DATA FOR THIS TASK Start Marker
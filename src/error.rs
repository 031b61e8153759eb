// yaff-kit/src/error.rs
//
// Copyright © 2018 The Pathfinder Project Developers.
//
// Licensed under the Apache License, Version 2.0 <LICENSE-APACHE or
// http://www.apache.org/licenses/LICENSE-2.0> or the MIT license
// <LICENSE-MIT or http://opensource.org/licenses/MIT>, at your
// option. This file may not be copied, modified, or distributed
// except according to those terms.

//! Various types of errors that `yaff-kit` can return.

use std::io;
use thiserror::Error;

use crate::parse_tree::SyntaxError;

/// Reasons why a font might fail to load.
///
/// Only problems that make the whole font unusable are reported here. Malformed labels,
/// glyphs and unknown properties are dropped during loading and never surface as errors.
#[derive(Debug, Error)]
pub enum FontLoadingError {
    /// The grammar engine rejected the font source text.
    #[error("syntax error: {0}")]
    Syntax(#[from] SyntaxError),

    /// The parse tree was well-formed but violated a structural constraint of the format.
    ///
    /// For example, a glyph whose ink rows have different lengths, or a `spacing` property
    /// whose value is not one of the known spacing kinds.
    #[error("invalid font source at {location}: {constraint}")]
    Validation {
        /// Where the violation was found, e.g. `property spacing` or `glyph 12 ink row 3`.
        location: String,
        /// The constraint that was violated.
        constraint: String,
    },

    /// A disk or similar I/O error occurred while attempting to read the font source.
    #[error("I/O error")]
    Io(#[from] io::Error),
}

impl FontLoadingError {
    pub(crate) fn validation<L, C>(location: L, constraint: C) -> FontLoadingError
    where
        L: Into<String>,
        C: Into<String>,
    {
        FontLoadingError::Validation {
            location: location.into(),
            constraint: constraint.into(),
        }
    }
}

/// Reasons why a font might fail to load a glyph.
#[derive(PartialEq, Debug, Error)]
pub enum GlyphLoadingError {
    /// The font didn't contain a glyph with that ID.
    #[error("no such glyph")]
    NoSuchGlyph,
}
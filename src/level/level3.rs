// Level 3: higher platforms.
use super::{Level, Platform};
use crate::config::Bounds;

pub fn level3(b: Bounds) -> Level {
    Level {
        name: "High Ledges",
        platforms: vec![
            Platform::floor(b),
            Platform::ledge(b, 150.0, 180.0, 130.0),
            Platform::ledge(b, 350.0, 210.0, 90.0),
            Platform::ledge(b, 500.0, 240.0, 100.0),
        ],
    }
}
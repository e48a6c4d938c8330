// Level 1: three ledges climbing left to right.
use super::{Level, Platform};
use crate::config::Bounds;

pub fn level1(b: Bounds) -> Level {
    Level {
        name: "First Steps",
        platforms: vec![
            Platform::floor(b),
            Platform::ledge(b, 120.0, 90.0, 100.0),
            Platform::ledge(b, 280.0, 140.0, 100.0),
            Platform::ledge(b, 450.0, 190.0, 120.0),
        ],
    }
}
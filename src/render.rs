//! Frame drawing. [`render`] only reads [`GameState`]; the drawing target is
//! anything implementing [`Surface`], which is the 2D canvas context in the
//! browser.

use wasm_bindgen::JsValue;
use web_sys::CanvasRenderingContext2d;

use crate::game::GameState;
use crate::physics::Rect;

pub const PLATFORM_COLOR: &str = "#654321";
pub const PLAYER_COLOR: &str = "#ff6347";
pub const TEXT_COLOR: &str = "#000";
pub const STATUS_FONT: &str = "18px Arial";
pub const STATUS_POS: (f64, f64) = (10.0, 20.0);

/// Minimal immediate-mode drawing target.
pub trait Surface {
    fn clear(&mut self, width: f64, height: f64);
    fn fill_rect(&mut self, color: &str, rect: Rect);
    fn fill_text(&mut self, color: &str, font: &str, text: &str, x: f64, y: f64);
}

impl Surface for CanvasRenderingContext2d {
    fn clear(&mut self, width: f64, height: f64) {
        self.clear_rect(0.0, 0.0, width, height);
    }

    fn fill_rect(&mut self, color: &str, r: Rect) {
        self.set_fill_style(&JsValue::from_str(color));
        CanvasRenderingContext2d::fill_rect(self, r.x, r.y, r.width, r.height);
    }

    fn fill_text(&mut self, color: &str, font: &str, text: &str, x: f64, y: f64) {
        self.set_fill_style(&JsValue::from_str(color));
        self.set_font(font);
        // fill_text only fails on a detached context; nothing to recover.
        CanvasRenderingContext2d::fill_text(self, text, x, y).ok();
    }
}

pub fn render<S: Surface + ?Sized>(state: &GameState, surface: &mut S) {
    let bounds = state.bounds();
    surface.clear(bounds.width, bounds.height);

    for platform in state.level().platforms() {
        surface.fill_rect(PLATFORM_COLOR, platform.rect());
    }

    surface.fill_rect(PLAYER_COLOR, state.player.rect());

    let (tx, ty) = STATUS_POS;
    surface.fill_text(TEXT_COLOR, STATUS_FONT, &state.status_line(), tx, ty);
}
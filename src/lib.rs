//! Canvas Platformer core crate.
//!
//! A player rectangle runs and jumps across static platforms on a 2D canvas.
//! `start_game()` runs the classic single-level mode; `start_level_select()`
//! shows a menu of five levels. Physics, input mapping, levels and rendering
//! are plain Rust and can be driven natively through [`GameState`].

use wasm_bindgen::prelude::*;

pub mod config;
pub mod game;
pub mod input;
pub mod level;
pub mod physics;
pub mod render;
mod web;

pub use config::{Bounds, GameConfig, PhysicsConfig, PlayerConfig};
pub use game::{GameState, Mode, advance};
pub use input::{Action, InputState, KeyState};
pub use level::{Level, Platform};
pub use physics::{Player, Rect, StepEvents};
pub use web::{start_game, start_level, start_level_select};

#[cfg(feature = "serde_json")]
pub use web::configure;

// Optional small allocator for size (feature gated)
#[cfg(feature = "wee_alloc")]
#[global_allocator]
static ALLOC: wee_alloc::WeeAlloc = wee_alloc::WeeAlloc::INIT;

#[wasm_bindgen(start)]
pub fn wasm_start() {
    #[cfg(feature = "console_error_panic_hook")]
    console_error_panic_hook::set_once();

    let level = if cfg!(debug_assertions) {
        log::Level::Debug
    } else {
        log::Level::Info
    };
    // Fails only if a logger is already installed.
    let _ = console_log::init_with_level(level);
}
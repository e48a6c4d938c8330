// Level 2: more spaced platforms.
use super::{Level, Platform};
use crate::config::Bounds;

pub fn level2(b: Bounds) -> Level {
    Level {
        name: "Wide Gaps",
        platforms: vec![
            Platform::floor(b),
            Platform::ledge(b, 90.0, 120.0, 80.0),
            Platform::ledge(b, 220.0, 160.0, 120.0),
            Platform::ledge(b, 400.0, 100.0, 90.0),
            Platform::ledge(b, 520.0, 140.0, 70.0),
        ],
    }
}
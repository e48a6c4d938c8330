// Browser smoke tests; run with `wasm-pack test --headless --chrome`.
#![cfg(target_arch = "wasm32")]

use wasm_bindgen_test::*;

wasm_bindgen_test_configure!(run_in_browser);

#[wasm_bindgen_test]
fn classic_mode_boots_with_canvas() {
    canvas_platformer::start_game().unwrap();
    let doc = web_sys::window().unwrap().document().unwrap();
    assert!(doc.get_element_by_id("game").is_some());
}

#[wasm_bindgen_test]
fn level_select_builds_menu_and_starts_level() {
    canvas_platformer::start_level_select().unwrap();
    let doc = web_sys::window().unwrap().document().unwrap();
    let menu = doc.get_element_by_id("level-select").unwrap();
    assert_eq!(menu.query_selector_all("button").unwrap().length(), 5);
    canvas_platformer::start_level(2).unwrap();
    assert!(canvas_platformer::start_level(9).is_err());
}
DATA FOR THIS TASK End Marker
DATA FOR THIS TASK Start Marker
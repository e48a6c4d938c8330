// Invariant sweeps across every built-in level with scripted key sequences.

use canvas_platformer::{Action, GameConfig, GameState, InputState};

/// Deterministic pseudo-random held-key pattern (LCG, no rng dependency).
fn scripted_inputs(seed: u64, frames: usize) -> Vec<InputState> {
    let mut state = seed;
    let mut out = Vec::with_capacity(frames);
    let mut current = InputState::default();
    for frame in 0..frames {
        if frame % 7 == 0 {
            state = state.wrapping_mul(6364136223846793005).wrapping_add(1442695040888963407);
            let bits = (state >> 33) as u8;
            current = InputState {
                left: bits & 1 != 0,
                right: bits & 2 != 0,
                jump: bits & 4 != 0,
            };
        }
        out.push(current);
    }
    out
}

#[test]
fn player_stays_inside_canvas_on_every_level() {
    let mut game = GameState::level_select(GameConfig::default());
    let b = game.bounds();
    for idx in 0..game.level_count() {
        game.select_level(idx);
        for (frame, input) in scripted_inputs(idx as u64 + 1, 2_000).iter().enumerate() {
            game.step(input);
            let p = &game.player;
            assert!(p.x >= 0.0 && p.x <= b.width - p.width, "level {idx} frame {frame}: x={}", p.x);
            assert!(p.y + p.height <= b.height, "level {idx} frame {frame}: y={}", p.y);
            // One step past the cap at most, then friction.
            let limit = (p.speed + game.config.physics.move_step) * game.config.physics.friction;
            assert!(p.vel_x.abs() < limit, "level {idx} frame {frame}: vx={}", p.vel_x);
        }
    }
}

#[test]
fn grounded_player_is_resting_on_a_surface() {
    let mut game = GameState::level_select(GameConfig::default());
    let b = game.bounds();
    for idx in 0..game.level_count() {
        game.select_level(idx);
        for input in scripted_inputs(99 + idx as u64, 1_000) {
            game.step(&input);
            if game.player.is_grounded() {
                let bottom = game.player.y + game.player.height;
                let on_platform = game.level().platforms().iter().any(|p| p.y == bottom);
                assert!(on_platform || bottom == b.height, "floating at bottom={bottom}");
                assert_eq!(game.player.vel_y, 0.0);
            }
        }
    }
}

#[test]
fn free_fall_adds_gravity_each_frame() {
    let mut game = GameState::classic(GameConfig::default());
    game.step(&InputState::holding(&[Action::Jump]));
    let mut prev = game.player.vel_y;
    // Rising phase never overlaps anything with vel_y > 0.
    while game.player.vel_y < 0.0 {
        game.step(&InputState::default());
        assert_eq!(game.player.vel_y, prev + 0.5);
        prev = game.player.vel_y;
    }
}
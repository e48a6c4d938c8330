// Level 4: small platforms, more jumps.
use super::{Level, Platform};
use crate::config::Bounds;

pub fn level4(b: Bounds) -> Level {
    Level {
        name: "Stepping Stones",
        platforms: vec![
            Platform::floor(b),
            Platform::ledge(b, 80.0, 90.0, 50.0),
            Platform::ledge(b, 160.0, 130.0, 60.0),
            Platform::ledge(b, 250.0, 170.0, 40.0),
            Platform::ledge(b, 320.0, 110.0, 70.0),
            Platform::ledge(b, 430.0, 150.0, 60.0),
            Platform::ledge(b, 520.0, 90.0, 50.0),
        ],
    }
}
DATA FOR THIS TASK End Marker
DATA FOR THIS TASK Start Marker
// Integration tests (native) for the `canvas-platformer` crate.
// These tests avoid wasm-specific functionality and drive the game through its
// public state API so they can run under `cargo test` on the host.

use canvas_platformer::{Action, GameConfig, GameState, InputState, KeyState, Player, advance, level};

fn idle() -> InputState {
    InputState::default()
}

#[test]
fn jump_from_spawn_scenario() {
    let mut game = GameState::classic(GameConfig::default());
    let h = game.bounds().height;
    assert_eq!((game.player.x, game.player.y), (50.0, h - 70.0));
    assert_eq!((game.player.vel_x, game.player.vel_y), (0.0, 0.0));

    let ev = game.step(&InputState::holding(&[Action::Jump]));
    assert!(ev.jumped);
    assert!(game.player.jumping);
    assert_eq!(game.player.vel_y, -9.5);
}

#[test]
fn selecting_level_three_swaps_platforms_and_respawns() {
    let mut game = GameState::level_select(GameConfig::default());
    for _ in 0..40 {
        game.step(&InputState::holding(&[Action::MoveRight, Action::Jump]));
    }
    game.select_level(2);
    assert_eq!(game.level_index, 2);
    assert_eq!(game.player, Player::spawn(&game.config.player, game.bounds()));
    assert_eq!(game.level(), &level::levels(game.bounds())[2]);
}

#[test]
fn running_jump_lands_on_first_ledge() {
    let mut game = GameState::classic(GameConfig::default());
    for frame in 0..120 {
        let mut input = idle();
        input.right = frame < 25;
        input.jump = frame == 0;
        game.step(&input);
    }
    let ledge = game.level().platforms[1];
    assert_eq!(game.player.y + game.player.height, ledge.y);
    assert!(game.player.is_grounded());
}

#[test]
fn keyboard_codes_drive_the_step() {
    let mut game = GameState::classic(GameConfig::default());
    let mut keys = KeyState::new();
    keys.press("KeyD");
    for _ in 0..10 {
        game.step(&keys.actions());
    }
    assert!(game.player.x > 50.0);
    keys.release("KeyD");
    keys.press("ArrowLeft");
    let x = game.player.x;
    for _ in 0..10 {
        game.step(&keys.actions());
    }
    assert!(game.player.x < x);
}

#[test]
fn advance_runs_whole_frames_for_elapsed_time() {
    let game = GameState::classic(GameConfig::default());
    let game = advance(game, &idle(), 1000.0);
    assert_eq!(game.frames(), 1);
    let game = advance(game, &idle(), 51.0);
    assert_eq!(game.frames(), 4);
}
DATA FOR THIS TASK End Marker
◆ **ACTIVITY**
Print exactly the lines above from the one with "filename src/error.rs" to the one with "with that ID.", including both.

◆ **EXERCISE RESULT**
filename src/error.rs
repository 031b61e8153759eb
// yaff-kit/src/error.rs
//
// Copyright © 2018 The Pathfinder Project Developers.
//
// Licensed under the Apache License, Version 2.0 <LICENSE-APACHE or
// http://www.apache.org/licenses/LICENSE-2.0> or the MIT license
// <LICENSE-MIT or http://opensource.org/licenses/MIT>, at your
// option. This file may not be copied, modified, or distributed
// except according to those terms.

//! Various types of errors that `yaff-kit` can return.

use std::io;
use thiserror::Error;

use crate::parse_tree::SyntaxError;

/// Reasons why a font might fail to load.
///
/// Only problems that make the whole font unusable are reported here. Malformed labels,
/// glyphs and unknown properties are dropped during loading and never surface as errors.
#[derive(Debug, Error)]
pub enum FontLoadingError {
    /// The grammar engine rejected the font source text.
    #[error("syntax error: {0}")]
    Syntax(#[from] SyntaxError),

    /// The parse tree was well-formed but violated a structural constraint of the format.
    ///
    /// For example, a glyph whose ink rows have different lengths, or a `spacing` property
    /// whose value is not one of the known spacing kinds.
    #[error("invalid font source at {location}: {constraint}")]
    Validation {
        /// Where the violation was found, e.g. `property spacing` or `glyph 12 ink row 3`.
        location: String,
        /// The constraint that was violated.
        constraint: String,
    },

    /// A disk or similar I/O error occurred while attempting to read the font source.
    #[error("I/O error")]
    Io(#[from] io::Error),
}

impl FontLoadingError {
    pub(crate) fn validation<L, C>(location: L, constraint: C) -> FontLoadingError
    where
        L: Into<String>,
        C: Into<String>,
    {
        FontLoadingError::Validation {
            location: location.into(),
            constraint: constraint.into(),
        }
    }
}

/// Reasons why a font might fail to load a glyph.
#[derive(PartialEq, Debug, Error)]
pub enum GlyphLoadingError {
    /// The font didn't contain a glyph with that ID.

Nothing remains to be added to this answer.